No contexto do pragmatismo exacerbado dos processos socioeconômicos, o envolvimento emocional é uma fraqueza e um obstáculo à conquista de metas objetivas ligadas à produção e distribuição de riqueza, à efetividade da relação profissional / cliente, e à manutenção da liberdade e privacidade individual. Nesta conjuntura, o amor é algo que pertence à intimidade de cada um, e só é natural quando dirigido a parceiros, irmãos, progenitores, filhos e netos. O amor não tem espaço nas situações sociais ou econômicas onde o Homem é produtor, consumidor, profissional, paciente, legislador, fiel seguidor ou transgressor do que rezam as normas de conduta. O amor atrapalha!

 

Então, as relações entre pessoas não são orientadas pelo tipo de identificação entre elas, mas pelas regras de conduta social que visam exatamente contornar a falta de afinidade e identificação entre indivíduos. Um sorriso pode significar gentileza, mas não empatia.

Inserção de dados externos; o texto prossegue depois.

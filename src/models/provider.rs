// src/models/provider.rs

use chrono::{DateTime, Utc};
use serde::{Deserialize, Serialize};
use sqlx::FromRow;
use utoipa::ToSchema;
use uuid::Uuid;
use validator::Validate;

#[derive(Debug, Clone, Serialize, Deserialize, FromRow, ToSchema)]
#[serde(rename_all = "camelCase")]
pub struct Provider {
    pub id: Uuid,

    #[schema(example = "Acme Supplies")]
    pub name: String,

    #[schema(example = "555-0199")]
    pub phone: Option<String>,

    // Enum inteiro (1 = ativo por padrão no banco)
    #[schema(example = 1)]
    pub status: i32,

    pub created_at: DateTime<Utc>,
    pub updated_at: DateTime<Utc>,
}

#[derive(Debug, Clone, Deserialize, Validate, ToSchema)]
#[serde(rename_all = "camelCase")]
pub struct CreateProvider {
    #[validate(length(min = 1, message = "name is required"))]
    #[schema(example = "Acme Supplies")]
    pub name: String,

    pub phone: Option<String>,

    // Ausente = default da coluna
    #[validate(range(min = 0, message = "status must not be negative"))]
    pub status: Option<i32>,
}

#[derive(Debug, Clone, Deserialize, Validate, ToSchema)]
#[serde(rename_all = "camelCase")]
pub struct UpdateProvider {
    #[validate(length(min = 1, message = "name is required"))]
    pub name: String,
    pub phone: Option<String>,
    #[validate(range(min = 0, message = "status must not be negative"))]
    pub status: i32,
}

#[derive(Debug, Clone, Serialize, ToSchema)]
#[serde(rename_all = "camelCase")]
pub struct GetListProviderResponse {
    pub count: i64,
    pub providers: Vec<Provider>,
}
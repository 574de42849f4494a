pub mod common;
pub mod filial;
pub mod magazin;
pub mod provider;
pub mod staff;
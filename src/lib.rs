// src/lib.rs

pub mod app;
pub mod common;
pub mod config;
pub mod db;
pub mod docs;
pub mod handlers;
pub mod models;
pub mod services;
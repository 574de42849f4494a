pub mod entity_service;
pub use entity_service::EntityService;

use crate::db::{FilialSchema, MagazinSchema, ProviderSchema, StaffSchema};

pub type FilialService = EntityService<FilialSchema>;
pub type MagazinService = EntityService<MagazinSchema>;
pub type ProviderService = EntityService<ProviderSchema>;
pub type StaffService = EntityService<StaffSchema>;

Uma obra caritativa pode significar engajamento social, mas não compaixão.  Uma relação entre um casal pode significar entretenimento e prazer, mas não amor.

 

Se a busca das semelhanças entre pessoas fosse a prioridade nos relacionamentos sociais, como o são nos relacionamentos espontâneos e autênticos, as diferenças, importantes para a sinergia do processo de desenvolvimento socioeconômico e cultural, seriam espontaneamente afloradas, como uma vontade individual de colaboração com as pessoas entre as quais existe identificação e afinidade.

 

Quando há identificação entre pessoas, elas estão espontaneamente disponíveis para colaborar entre si, disponibilizando o que há de melhor no cardápio de seus dons pessoais, como, por exemplo, no trabalho voluntário.

 

A humanidade é infeliz porque fez do trabalho um sacrifício e do Amor um pecado!